▶ [GIVEN ENTRIES]
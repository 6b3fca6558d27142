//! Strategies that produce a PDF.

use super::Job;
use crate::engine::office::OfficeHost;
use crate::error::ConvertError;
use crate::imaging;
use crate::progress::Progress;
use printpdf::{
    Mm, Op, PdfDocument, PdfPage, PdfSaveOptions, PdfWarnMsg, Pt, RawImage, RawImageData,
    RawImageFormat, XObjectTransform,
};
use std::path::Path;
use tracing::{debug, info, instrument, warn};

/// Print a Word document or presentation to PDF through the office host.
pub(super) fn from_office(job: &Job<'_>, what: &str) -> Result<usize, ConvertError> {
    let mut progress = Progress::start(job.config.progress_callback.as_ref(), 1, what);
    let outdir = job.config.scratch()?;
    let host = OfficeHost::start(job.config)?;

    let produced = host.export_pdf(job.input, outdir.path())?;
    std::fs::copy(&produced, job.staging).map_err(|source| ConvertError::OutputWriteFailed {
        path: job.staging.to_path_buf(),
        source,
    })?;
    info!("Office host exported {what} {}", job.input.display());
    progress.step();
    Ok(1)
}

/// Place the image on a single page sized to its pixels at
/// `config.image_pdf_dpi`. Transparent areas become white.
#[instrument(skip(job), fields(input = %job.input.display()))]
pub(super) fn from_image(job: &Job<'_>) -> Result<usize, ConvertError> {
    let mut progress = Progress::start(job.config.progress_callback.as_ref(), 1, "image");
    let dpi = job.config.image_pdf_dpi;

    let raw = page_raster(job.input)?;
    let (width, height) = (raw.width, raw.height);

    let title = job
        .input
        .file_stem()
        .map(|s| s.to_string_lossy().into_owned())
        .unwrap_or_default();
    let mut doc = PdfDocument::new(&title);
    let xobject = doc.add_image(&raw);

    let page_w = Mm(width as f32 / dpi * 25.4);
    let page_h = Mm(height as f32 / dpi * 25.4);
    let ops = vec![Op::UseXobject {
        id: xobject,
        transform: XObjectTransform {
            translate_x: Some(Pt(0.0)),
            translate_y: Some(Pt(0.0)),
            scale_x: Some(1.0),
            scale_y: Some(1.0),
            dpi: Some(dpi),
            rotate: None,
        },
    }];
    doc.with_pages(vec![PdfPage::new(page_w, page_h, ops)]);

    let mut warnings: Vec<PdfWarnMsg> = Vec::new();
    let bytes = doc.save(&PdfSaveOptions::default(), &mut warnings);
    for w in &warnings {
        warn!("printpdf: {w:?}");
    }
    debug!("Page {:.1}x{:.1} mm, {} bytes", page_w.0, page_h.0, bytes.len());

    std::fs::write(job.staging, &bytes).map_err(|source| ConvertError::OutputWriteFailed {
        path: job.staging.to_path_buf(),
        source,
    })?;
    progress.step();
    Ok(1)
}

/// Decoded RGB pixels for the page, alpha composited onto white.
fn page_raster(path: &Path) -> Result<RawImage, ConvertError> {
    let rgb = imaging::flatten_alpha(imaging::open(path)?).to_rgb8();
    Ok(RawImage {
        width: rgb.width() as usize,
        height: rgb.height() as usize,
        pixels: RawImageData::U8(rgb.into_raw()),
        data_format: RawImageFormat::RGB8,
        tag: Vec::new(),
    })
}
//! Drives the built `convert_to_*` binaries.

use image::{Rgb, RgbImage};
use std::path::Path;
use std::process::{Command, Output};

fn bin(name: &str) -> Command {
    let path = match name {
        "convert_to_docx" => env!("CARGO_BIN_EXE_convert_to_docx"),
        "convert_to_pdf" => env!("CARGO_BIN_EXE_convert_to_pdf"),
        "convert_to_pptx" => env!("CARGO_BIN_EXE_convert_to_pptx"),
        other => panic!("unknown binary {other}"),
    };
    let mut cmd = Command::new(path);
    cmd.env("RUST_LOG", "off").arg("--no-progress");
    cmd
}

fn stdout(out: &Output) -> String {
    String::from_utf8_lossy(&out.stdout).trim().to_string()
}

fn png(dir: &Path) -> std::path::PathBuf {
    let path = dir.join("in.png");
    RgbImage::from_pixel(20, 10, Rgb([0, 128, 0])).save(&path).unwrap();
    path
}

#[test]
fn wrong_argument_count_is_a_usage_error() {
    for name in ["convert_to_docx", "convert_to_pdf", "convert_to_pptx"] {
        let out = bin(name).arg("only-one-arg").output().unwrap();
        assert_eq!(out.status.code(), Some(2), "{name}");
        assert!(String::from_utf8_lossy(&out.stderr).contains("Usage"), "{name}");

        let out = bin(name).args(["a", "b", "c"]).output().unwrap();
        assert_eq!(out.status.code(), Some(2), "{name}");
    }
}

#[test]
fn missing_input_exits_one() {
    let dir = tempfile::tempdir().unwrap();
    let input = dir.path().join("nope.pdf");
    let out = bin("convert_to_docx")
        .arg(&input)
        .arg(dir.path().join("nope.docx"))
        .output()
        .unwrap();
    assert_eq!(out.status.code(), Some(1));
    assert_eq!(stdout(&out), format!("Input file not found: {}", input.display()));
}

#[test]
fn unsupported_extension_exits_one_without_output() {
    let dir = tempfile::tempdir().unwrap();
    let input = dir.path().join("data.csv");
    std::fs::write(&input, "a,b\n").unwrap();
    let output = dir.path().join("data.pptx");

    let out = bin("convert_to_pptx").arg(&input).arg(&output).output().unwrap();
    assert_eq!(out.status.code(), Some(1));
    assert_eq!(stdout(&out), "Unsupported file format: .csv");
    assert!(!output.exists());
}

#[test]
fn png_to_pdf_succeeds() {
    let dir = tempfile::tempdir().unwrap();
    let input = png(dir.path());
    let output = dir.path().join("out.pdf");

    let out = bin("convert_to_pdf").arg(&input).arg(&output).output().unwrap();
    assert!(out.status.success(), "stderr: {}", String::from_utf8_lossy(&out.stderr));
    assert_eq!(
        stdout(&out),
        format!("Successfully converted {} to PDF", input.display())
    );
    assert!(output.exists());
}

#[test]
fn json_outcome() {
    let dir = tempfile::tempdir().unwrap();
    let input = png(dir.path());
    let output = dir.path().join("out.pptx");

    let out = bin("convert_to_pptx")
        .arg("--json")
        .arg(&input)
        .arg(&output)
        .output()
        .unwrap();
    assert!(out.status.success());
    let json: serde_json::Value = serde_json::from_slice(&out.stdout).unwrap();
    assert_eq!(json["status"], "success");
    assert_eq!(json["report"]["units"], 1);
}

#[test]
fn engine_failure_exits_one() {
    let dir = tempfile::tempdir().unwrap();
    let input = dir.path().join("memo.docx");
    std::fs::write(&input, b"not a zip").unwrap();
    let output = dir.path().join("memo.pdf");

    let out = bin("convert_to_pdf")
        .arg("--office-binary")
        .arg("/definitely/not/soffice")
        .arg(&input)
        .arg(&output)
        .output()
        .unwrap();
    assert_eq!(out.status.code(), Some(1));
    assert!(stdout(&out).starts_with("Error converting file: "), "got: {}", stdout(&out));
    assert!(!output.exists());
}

▶ [EXERCISE DETAILS]
Count how many of the lines in the material include the word "warnings", and state that number without anything else.

▶ [TASK ANSWER]
3